There is a significant Arab population (of about 100,000), mostly from Palestine (especially from the area of Bethlehem), but also from Lebanon. Salvadorans of Palestinian descent numbered around 70,000 individuals, while Salvadorans of Lebanese descent is around 27,000. There is also a small community of Jews who came to El Salvador from France, Germany, Morocco, Tunisia, and Turkey. Many of these Arab groups naturally mixed and contributed into the modern Salvadoran Mestizo population.

Pardo is the term that was used in colonial El Salvador to describe a person of tri-racial or Indigenous, European, and African descent.
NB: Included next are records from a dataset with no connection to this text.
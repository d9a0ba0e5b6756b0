// Minimal integration test that drives the compiled binary through a PTY.
// This exercises the real event loop and crossterm input handling across
// the main boundaries without relying on internal modules.
//
// Notes:
// - Requires a TTY; uses expectrl which allocates a pseudo terminal.
// - Marked Unix-only and ignored by default to avoid CI/platform issues.
// - Run manually via: `cargo test --test integration_min_session -- --ignored`.

#![cfg(unix)]

use std::time::Duration;

use expectrl::{spawn, Eof};

#[test]
#[ignore]
fn minimal_session_completes_and_exits() -> Result<(), Box<dyn std::error::Error>> {
    let bin = assert_cmd::cargo::cargo_bin("keyrate");
    let cmd = format!("{} -p hi", bin.display());

    let mut p = spawn(cmd)?;

    // Give the app a moment to initialize the terminal/alternate screen
    std::thread::sleep(Duration::from_millis(200));

    // A custom prompt starts typing straight away
    p.send("hi")?;

    // The results screen shows the streak line, then its key hints,
    // once the engine has answered and a tick has passed
    p.set_expect_timeout(Some(Duration::from_secs(5)));
    p.expect("best")?;
    p.expect("(enter)")?;

    // ESC goes back to the menu, a second ESC quits
    p.send("\x1b")?;
    std::thread::sleep(Duration::from_millis(100));
    p.send("\x1b")?;

    p.expect(Eof)?;
    Ok(())
}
El Salvador is the only country in Central America that does not have a significant African population due to many factors including El Salvador not having a Caribbean coast, and because of president Maximiliano Hernández Martínez, who passed racial laws to keep people of African descent and others out of El Salvador, though Salvadorans with African ancestry, called Pardos, were already present in El Salvador, the majority are tri-racial Pardo Salvadorans who largely cluster with the Mestizo population. They have been mixed into and were naturally bred out by the general Mestizo population, which is a combination of a Mestizo majority and the minority of Pardo people, both of whom are racially mixed populations. A total of only 10,000 enslaved Africans were brought to El Salvador over the span of 75 years, starting around 1548, about 25 years after El Salvador's colonization. The enslaved Africans that were brought to El Salvador during the colonial times, eventually came to mix and merged into the much larger and vaster Mestizo mixed European Spanish/Native Indigenous population creating Pardo or Afromestizos who cluster with Mestizo people, contributing into the modern day Mestizo population in El Salvador, thus, there remains no significant extremes of African physiognomy among Salvadorans like there is in the other countries of Central America.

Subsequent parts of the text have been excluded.